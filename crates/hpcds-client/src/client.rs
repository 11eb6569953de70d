use std::sync::Arc;

use hpcds_codec::{OwnedImage, VoxelGrid, VoxelGridMut};
use hpcds_core::{DatasetProperties, Vector3};
use hpcds_transport::BlockTransport;

use crate::metadata::fetch_properties;
use crate::resample::{Resampler, SamplingMode};
use crate::url::dataset_url;
use crate::{ClientError, View};

/// Multi-image entry point: a [`View`] factory plus the pyramid-write
/// operation, which spans every declared resolution level.
///
/// Holds only the transport and the dataset's metadata URL; it fetches a
/// fresh [`DatasetProperties`] snapshot on every call that needs one unless
/// the caller routes through [`Self::get_view_with_properties`] with an
/// already-cached value.
pub struct DatasetClient {
    transport: Arc<dyn BlockTransport>,
    dataset_url: String,
}

impl DatasetClient {
    /// Builds a client for the dataset at `{ip}:{port}/datasets/{uuid}`,
    /// deriving the scheme per the IP-prefix rule (see [`dataset_url`]).
    pub fn new(transport: Arc<dyn BlockTransport>, ip: &str, port: u16, uuid: &str) -> Self {
        Self {
            transport,
            dataset_url: dataset_url(ip, port, uuid),
        }
    }

    /// The fully-derived dataset metadata URL.
    pub fn dataset_url(&self) -> &str {
        &self.dataset_url
    }

    /// Fetches the dataset's metadata document fresh from the server.
    pub fn properties(&self) -> Result<DatasetProperties, ClientError> {
        fetch_properties(self.transport.as_ref(), &self.dataset_url)
    }

    /// Builds a view, fetching metadata fresh.
    pub fn get_view(
        &self,
        channel: i32,
        timepoint: i32,
        angle: i32,
        resolution: Vector3<i32>,
        version: i32,
    ) -> Result<View, ClientError> {
        let properties = Arc::new(self.properties()?);
        Ok(self.get_view_with_properties(properties, channel, timepoint, angle, resolution, version))
    }

    /// Builds a view over an already-fetched properties snapshot, avoiding
    /// a redundant metadata fetch.
    pub fn get_view_with_properties(
        &self,
        properties: Arc<DatasetProperties>,
        channel: i32,
        timepoint: i32,
        angle: i32,
        resolution: Vector3<i32>,
        version: i32,
    ) -> View {
        View::new(
            self.transport.clone(),
            self.dataset_url.clone(),
            properties,
            channel,
            timepoint,
            angle,
            resolution,
            version,
        )
    }

    /// Reads a single block through a freshly-built view.
    pub fn read_block(
        &self,
        channel: i32,
        timepoint: i32,
        angle: i32,
        resolution: Vector3<i32>,
        version: i32,
        coord: Vector3<i32>,
    ) -> Result<OwnedImage, ClientError> {
        self.get_view(channel, timepoint, angle, resolution, version)?
            .read_block(coord)
    }

    /// Reads several blocks through a freshly-built view.
    pub fn read_blocks(
        &self,
        channel: i32,
        timepoint: i32,
        angle: i32,
        resolution: Vector3<i32>,
        version: i32,
        coords: &[Vector3<i32>],
    ) -> Result<Vec<OwnedImage>, ClientError> {
        self.get_view(channel, timepoint, angle, resolution, version)?
            .read_blocks(coords)
    }

    /// Batched read into `dest` through a freshly-built view.
    pub fn read_blocks_into(
        &self,
        channel: i32,
        timepoint: i32,
        angle: i32,
        resolution: Vector3<i32>,
        version: i32,
        coords: &[Vector3<i32>],
        dest: &mut dyn VoxelGridMut,
        offsets: &[Vector3<i32>],
    ) -> Result<(), ClientError> {
        self.get_view(channel, timepoint, angle, resolution, version)?
            .read_blocks_into(coords, dest, offsets)
    }

    /// Reads an axis-aligned region through a freshly-built view.
    pub fn read_region(
        &self,
        channel: i32,
        timepoint: i32,
        angle: i32,
        resolution: Vector3<i32>,
        version: i32,
        start: Vector3<i32>,
        end: Vector3<i32>,
    ) -> Result<OwnedImage, ClientError> {
        self.get_view(channel, timepoint, angle, resolution, version)?
            .read_region(start, end)
    }

    /// Reads the whole image at `resolution` through a freshly-built view.
    pub fn read_image(
        &self,
        channel: i32,
        timepoint: i32,
        angle: i32,
        resolution: Vector3<i32>,
        version: i32,
    ) -> Result<OwnedImage, ClientError> {
        self.get_view(channel, timepoint, angle, resolution, version)?
            .read_image()
    }

    /// Writes a single block through a freshly-built view, reading its
    /// content from `src` at `src_offset`.
    pub fn write_block(
        &self,
        channel: i32,
        timepoint: i32,
        angle: i32,
        resolution: Vector3<i32>,
        version: i32,
        coord: Vector3<i32>,
        src: &dyn VoxelGrid,
        src_offset: Vector3<i32>,
    ) -> Result<(), ClientError> {
        self.get_view(channel, timepoint, angle, resolution, version)?
            .write_block(coord, src, src_offset)
    }

    /// Writes several blocks through a freshly-built view, each read from
    /// `srcs[i]` starting at `src_offsets[i]`.
    pub fn write_blocks(
        &self,
        channel: i32,
        timepoint: i32,
        angle: i32,
        resolution: Vector3<i32>,
        version: i32,
        coords: &[Vector3<i32>],
        srcs: &[&dyn VoxelGrid],
        src_offsets: &[Vector3<i32>],
    ) -> Result<(), ClientError> {
        self.get_view(channel, timepoint, angle, resolution, version)?
            .write_blocks(coords, srcs, src_offsets)
    }

    /// Writes a whole image through a freshly-built view.
    pub fn write_image(
        &self,
        channel: i32,
        timepoint: i32,
        angle: i32,
        resolution: Vector3<i32>,
        version: i32,
        img: &dyn VoxelGrid,
    ) -> Result<(), ClientError> {
        self.get_view(channel, timepoint, angle, resolution, version)?
            .write_image(img)
    }

    /// Writes `img` at the base resolution `(1,1,1)`, then resamples it to
    /// every other declared resolution level and writes each of those too.
    ///
    /// Per the addressing model, level upload order is not guaranteed and
    /// each level's write is independent; a failure partway through leaves
    /// already-written levels in place.
    ///
    /// # Errors
    /// Propagates [`View::write_image`] errors and
    /// [`ClientError::UnsupportedSamplingMode`] from the resampler for any
    /// mode it does not implement.
    pub fn write_with_pyramids(
        &self,
        img: &dyn VoxelGrid,
        channel: i32,
        timepoint: i32,
        angle: i32,
        version: i32,
        sampling_mode: SamplingMode,
        resampler: &dyn Resampler,
    ) -> Result<(), ClientError> {
        let properties = Arc::new(self.properties()?);
        let base = Vector3::splat(1);

        let base_view = self.get_view_with_properties(
            properties.clone(),
            channel,
            timepoint,
            angle,
            base,
            version,
        );
        base_view.write_image(img)?;

        for r in properties.all_resolutions() {
            if r == base {
                continue;
            }
            let view = self.get_view_with_properties(
                properties.clone(),
                channel,
                timepoint,
                angle,
                r,
                version,
            );
            let target_extent = properties.image_dim(r);
            let resampled = resampler.resample(img, target_extent, sampling_mode)?;
            view.write_image(&resampled)?;
        }
        Ok(())
    }
}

□ □ □ □ □

**PROBLEM REQUIREMENTS:** Going line by line, repeat the whole listing exactly.

**SOLUTION FOR THIS PROBLEM:**
filename crates/hpcds-client/src/client.rs
repository 11eb6569953de70d
use std::sync::Arc;

use hpcds_codec::{OwnedImage, VoxelGrid, VoxelGridMut};
use hpcds_core::{DatasetProperties, Vector3};
use hpcds_transport::BlockTransport;

use crate::metadata::fetch_properties;
use crate::resample::{Resampler, SamplingMode};
use crate::url::dataset_url;
use crate::{ClientError, View};

/// Multi-image entry point: a [`View`] factory plus the pyramid-write
/// operation, which spans every declared resolution level.
///
/// Holds only the transport and the dataset's metadata URL; it fetches a
/// fresh [`DatasetProperties`] snapshot on every call that needs one unless
/// the caller routes through [`Self::get_view_with_properties`] with an
/// already-cached value.
pub struct DatasetClient {
    transport: Arc<dyn BlockTransport>,
    dataset_url: String,
}

impl DatasetClient {
    /// Builds a client for the dataset at `{ip}:{port}/datasets/{uuid}`,
    /// deriving the scheme per the IP-prefix rule (see [`dataset_url`]).
    pub fn new(transport: Arc<dyn BlockTransport>, ip: &str, port: u16, uuid: &str) -> Self {
        Self {
            transport,
            dataset_url: dataset_url(ip, port, uuid),
        }
    }

    /// The fully-derived dataset metadata URL.
    pub fn dataset_url(&self) -> &str {
        &self.dataset_url
    }

    /// Fetches the dataset's metadata document fresh from the server.
    pub fn properties(&self) -> Result<DatasetProperties, ClientError> {
        fetch_properties(self.transport.as_ref(), &self.dataset_url)
    }

    /// Builds a view, fetching metadata fresh.
    pub fn get_view(
        &self,
        channel: i32,
        timepoint: i32,
        angle: i32,
        resolution: Vector3<i32>,
        version: i32,
    ) -> Result<View, ClientError> {
        let properties = Arc::new(self.properties()?);
        Ok(self.get_view_with_properties(properties, channel, timepoint, angle, resolution, version))
    }

    /// Builds a view over an already-fetched properties snapshot, avoiding
    /// a redundant metadata fetch.
    pub fn get_view_with_properties(
        &self,
        properties: Arc<DatasetProperties>,
        channel: i32,
        timepoint: i32,
        angle: i32,
        resolution: Vector3<i32>,
        version: i32,
    ) -> View {
        View::new(
            self.transport.clone(),
            self.dataset_url.clone(),
            properties,
            channel,
            timepoint,
            angle,
            resolution,
            version,
        )
    }

    /// Reads a single block through a freshly-built view.
    pub fn read_block(
        &self,
        channel: i32,
        timepoint: i32,
        angle: i32,
        resolution: Vector3<i32>,
        version: i32,
        coord: Vector3<i32>,
    ) -> Result<OwnedImage, ClientError> {
        self.get_view(channel, timepoint, angle, resolution, version)?
            .read_block(coord)
    }

    /// Reads several blocks through a freshly-built view.
    pub fn read_blocks(
        &self,
        channel: i32,
        timepoint: i32,
        angle: i32,
        resolution: Vector3<i32>,
        version: i32,
        coords: &[Vector3<i32>],
    ) -> Result<Vec<OwnedImage>, ClientError> {
        self.get_view(channel, timepoint, angle, resolution, version)?
            .read_blocks(coords)
    }

    /// Batched read into `dest` through a freshly-built view.
    pub fn read_blocks_into(
        &self,
        channel: i32,
        timepoint: i32,
        angle: i32,
        resolution: Vector3<i32>,
        version: i32,
        coords: &[Vector3<i32>],
        dest: &mut dyn VoxelGridMut,
        offsets: &[Vector3<i32>],
    ) -> Result<(), ClientError> {
        self.get_view(channel, timepoint, angle, resolution, version)?
            .read_blocks_into(coords, dest, offsets)
    }

    /// Reads an axis-aligned region through a freshly-built view.
    pub fn read_region(
        &self,
        channel: i32,
        timepoint: i32,
        angle: i32,
        resolution: Vector3<i32>,
        version: i32,
        start: Vector3<i32>,
        end: Vector3<i32>,
    ) -> Result<OwnedImage, ClientError> {
        self.get_view(channel, timepoint, angle, resolution, version)?
            .read_region(start, end)
    }

    /// Reads the whole image at `resolution` through a freshly-built view.
    pub fn read_image(
        &self,
        channel: i32,
        timepoint: i32,
        angle: i32,
        resolution: Vector3<i32>,
        version: i32,
    ) -> Result<OwnedImage, ClientError> {
        self.get_view(channel, timepoint, angle, resolution, version)?
            .read_image()
    }

    /// Writes a single block through a freshly-built view, reading its
    /// content from `src` at `src_offset`.
    pub fn write_block(
        &self,
        channel: i32,
        timepoint: i32,
        angle: i32,
        resolution: Vector3<i32>,
        version: i32,
        coord: Vector3<i32>,
        src: &dyn VoxelGrid,
        src_offset: Vector3<i32>,
    ) -> Result<(), ClientError> {
        self.get_view(channel, timepoint, angle, resolution, version)?
            .write_block(coord, src, src_offset)
    }

    /// Writes several blocks through a freshly-built view, each read from
    /// `srcs[i]` starting at `src_offsets[i]`.
    pub fn write_blocks(
        &self,
        channel: i32,
        timepoint: i32,
        angle: i32,
        resolution: Vector3<i32>,
        version: i32,
        coords: &[Vector3<i32>],
        srcs: &[&dyn VoxelGrid],
        src_offsets: &[Vector3<i32>],
    ) -> Result<(), ClientError> {
        self.get_view(channel, timepoint, angle, resolution, version)?
            .write_blocks(coords, srcs, src_offsets)
    }

    /// Writes a whole image through a freshly-built view.
    pub fn write_image(
        &self,
        channel: i32,
        timepoint: i32,
        angle: i32,
        resolution: Vector3<i32>,
        version: i32,
        img: &dyn VoxelGrid,
    ) -> Result<(), ClientError> {
        self.get_view(channel, timepoint, angle, resolution, version)?
            .write_image(img)
    }

    /// Writes `img` at the base resolution `(1,1,1)`, then resamples it to
    /// every other declared resolution level and writes each of those too.
    ///
    /// Per the addressing model, level upload order is not guaranteed and
    /// each level's write is independent; a failure partway through leaves
    /// already-written levels in place.
    ///
    /// # Errors
    /// Propagates [`View::write_image`] errors and
    /// [`ClientError::UnsupportedSamplingMode`] from the resampler for any
    /// mode it does not implement.
    pub fn write_with_pyramids(
        &self,
        img: &dyn VoxelGrid,
        channel: i32,
        timepoint: i32,
        angle: i32,
        version: i32,
        sampling_mode: SamplingMode,
        resampler: &dyn Resampler,
    ) -> Result<(), ClientError> {
        let properties = Arc::new(self.properties()?);
        let base = Vector3::splat(1);

        let base_view = self.get_view_with_properties(
            properties.clone(),
            channel,
            timepoint,
            angle,
            base,
            version,
        );
        base_view.write_image(img)?;

        for r in properties.all_resolutions() {
            if r == base {
                continue;
            }
            let view = self.get_view_with_properties(
                properties.clone(),
                channel,
                timepoint,
                angle,
                r,
                version,
            );
            let target_extent = properties.image_dim(r);
            let resampled = resampler.resample(img, target_extent, sampling_mode)?;
            view.write_image(&resampled)?;
        }
        Ok(())
    }
}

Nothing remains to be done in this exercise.